Task brief: Every line below that contains the word "there" must be copied.

Extracted data:
//! Synthesizer worker loop.
//!
//! Text is synthesized sentence by sentence so the first chunk can start
//! playing while the rest is still being generated.

use std::path::Path;
use std::sync::OnceLock;

use crossbeam_channel::Receiver;
use regex::Regex;
use tokio::sync::mpsc::UnboundedSender;
use tracing::{debug, error, info, warn};

use crate::inference::{Synthesizer, SynthesizerLoader};
use crate::ipc::protocol::{RequestId, SynthesizerRequest, SynthesizerResponse};

fn sentence_pattern() -> Option<&'static Regex> {
    static PATTERN: OnceLock<Option<Regex>> = OnceLock::new();
    PATTERN
        .get_or_init(|| Regex::new(r"[^.!?]+[.!?]+\s?|[^.!?]+$").ok())
        .as_ref()
}

/// Split into trimmed, non-empty sentences. Text without sentence structure
/// is returned whole.
pub fn split_sentences(text: &str) -> Vec<&str> {
    let sentences: Vec<&str> = sentence_pattern()
        .map(|re| {
            re.find_iter(text)
                .map(|m| m.as_str().trim())
                .filter(|s| !s.is_empty())
                .collect()
        })
        .unwrap_or_default();

    if !sentences.is_empty() {
        return sentences;
    }
    let whole = text.trim();
    if whole.is_empty() {
        Vec::new()
    } else {
        vec![whole]
    }
}

/// Serve requests until `Destroy` or until the proxy hangs up.
pub fn run(
    requests: Receiver<SynthesizerRequest>,
    replies: UnboundedSender<SynthesizerResponse>,
    loader: Box<dyn SynthesizerLoader>,
) {
    let mut loader = Some(loader);
    let mut engine: Option<Box<dyn Synthesizer>> = None;

    for request in requests.iter() {
        let delivered = match request {
            SynthesizerRequest::Init { asset_path } => {
                let Some(loader) = loader.take() else {
                    warn!("synthesizer already initialised; ignoring init");
                    continue;
                };
                let reply = match loader.load(Path::new(&asset_path)) {
                    Ok(loaded) => {
                        let num_speakers = loaded.num_speakers();
                        info!(
                            asset_path = asset_path.as_str(),
                            num_speakers,
                            sample_rate = loaded.sample_rate(),
                            "synthesizer loaded"
                        );
                        engine = Some(loaded);
                        SynthesizerResponse::Ready { num_speakers }
                    }
                    Err(e) => {
                        error!("synthesizer load failed: {e}");
                        SynthesizerResponse::Error {
                            message: e.to_string(),
                        }
                    }
                };
                replies.send(reply).is_ok()
            }
            SynthesizerRequest::Speak {
                text,
                voice_id,
                speed,
                id,
            } => {
                let Some(tts) = engine.as_mut() else {
                    debug!(%id, "speak before init; dropped");
                    continue;
                };
                speak(&mut **tts, &replies, &text, voice_id, speed, id)
            }
            SynthesizerRequest::Destroy => break,
        };

        if !delivered {
            debug!("synthesis proxy gone");
            break;
        }
    }

    drop(engine);
    info!("synthesizer worker exiting");
}

/// Post one `Audio` per sentence, then `Done`. Returns `false` once the
/// proxy has hung up.
fn speak(
    engine: &mut dyn Synthesizer,
    replies: &UnboundedSender<SynthesizerResponse>,
    text: &str,
    voice_id: u32,
    speed: f32,
    id: RequestId,
) -> bool {
    for sentence in split_sentences(text) {
        let reply = match engine.generate(sentence, voice_id, speed) {
            Ok(audio) if audio.samples.is_empty() => continue,
            Ok(audio) => {
                debug!(%id, samples = audio.samples.len(), "sentence synthesized");
                SynthesizerResponse::Audio {
                    samples: audio.samples,
                    sample_rate: audio.sample_rate,
                    id,
                }
            }
            Err(e) => {
                warn!(%id, "sentence synthesis failed: {e}");
                SynthesizerResponse::Error {
                    message: e.to_string(),
                }
            }
        };
        if replies.send(reply).is_err() {
            return false;
        }
    }
    replies.send(SynthesizerResponse::Done { id }).is_ok()
}

#[cfg(test)]
mod tests {
    use super::*;
    use crate::inference::stub::ToneSynthesizer;

    #[test]
    fn splits_on_sentence_punctuation() {
        assert_eq!(
            split_sentences("Hello there. How are you?  Fine"),
            vec!["Hello there.", "How are you?", "Fine"]
        );
        assert_eq!(split_sentences("Wait!!! What?"), vec!["Wait!!!", "What?"]);
    }

    #[test]
    fn text_without_sentences_is_kept_whole() {
        assert_eq!(split_sentences("..."), vec!["..."]);
        assert!(split_sentences("   ").is_empty());
    }

    fn collect_until_done(
        rx: &mut tokio::sync::mpsc::UnboundedReceiver<SynthesizerResponse>,
    ) -> Vec<SynthesizerResponse> {
        let mut out = Vec::new();
        while let Some(reply) = rx.blocking_recv() {
            let done = matches!(reply, SynthesizerResponse::Done { .. });
            out.push(reply);
            if done {
                break;
            }
        }
        out
    }

    #[test]
    fn one_chunk_per_sentence_then_done() {
        let (req_tx, req_rx) = crossbeam_channel::unbounded();
        let (resp_tx, mut resp_rx) = tokio::sync::mpsc::unbounded_channel();
        let handle = std::thread::spawn(move || run(req_rx, resp_tx, ToneSynthesizer::loader(4)));

        req_tx
            .send(SynthesizerRequest::Init {
                asset_path: "tts/".into(),
            })
            .unwrap();
        assert_eq!(
            resp_rx.blocking_recv(),
            Some(SynthesizerResponse::Ready { num_speakers: 4 })
        );

        req_tx
            .send(SynthesizerRequest::Speak {
                text: "One two. Three four five!".into(),
                voice_id: 1,
                speed: 1.0,
                id: RequestId(7),
            })
            .unwrap();
        let replies = collect_until_done(&mut resp_rx);

        assert_eq!(replies.len(), 3);
        for reply in &replies[..2] {
            match reply {
                SynthesizerResponse::Audio { id, sample_rate, .. } => {
                    assert_eq!(*id, RequestId(7));
                    assert_eq!(*sample_rate, 22_050);
                }
                other => panic!("expected audio, got {other:?}"),
            }
        }
        assert_eq!(replies[2], SynthesizerResponse::Done { id: RequestId(7) });

        req_tx.send(SynthesizerRequest::Destroy).unwrap();
        handle.join().unwrap();
    }

    #[test]
    fn failed_sentence_reports_error_and_still_completes() {
        let (req_tx, req_rx) = crossbeam_channel::unbounded();
        let (resp_tx, mut resp_rx) = tokio::sync::mpsc::unbounded_channel();
        let handle = std::thread::spawn(move || run(req_rx, resp_tx, ToneSynthesizer::loader(2)));

        req_tx
            .send(SynthesizerRequest::Init {
                asset_path: "tts/".into(),
            })
            .unwrap();
        assert!(matches!(
            resp_rx.blocking_recv(),
            Some(SynthesizerResponse::Ready { .. })
        ));

        // Voice 5 does not exist on a two-speaker engine.
        req_tx
            .send(SynthesizerRequest::Speak {
                text: "Hello.".into(),
                voice_id: 5,
                speed: 1.0,
                id: RequestId(1),
            })
            .unwrap();
        let replies = collect_until_done(&mut resp_rx);
        assert!(matches!(replies[0], SynthesizerResponse::Error { .. }));
        assert_eq!(replies[1], SynthesizerResponse::Done { id: RequestId(1) });

        drop(req_tx);
        handle.join().unwrap();
    }
}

Output of the exercise:
            split_sentences("Hello there. How are you?  Fine"),
            vec!["Hello there.", "How are you?", "Fine"]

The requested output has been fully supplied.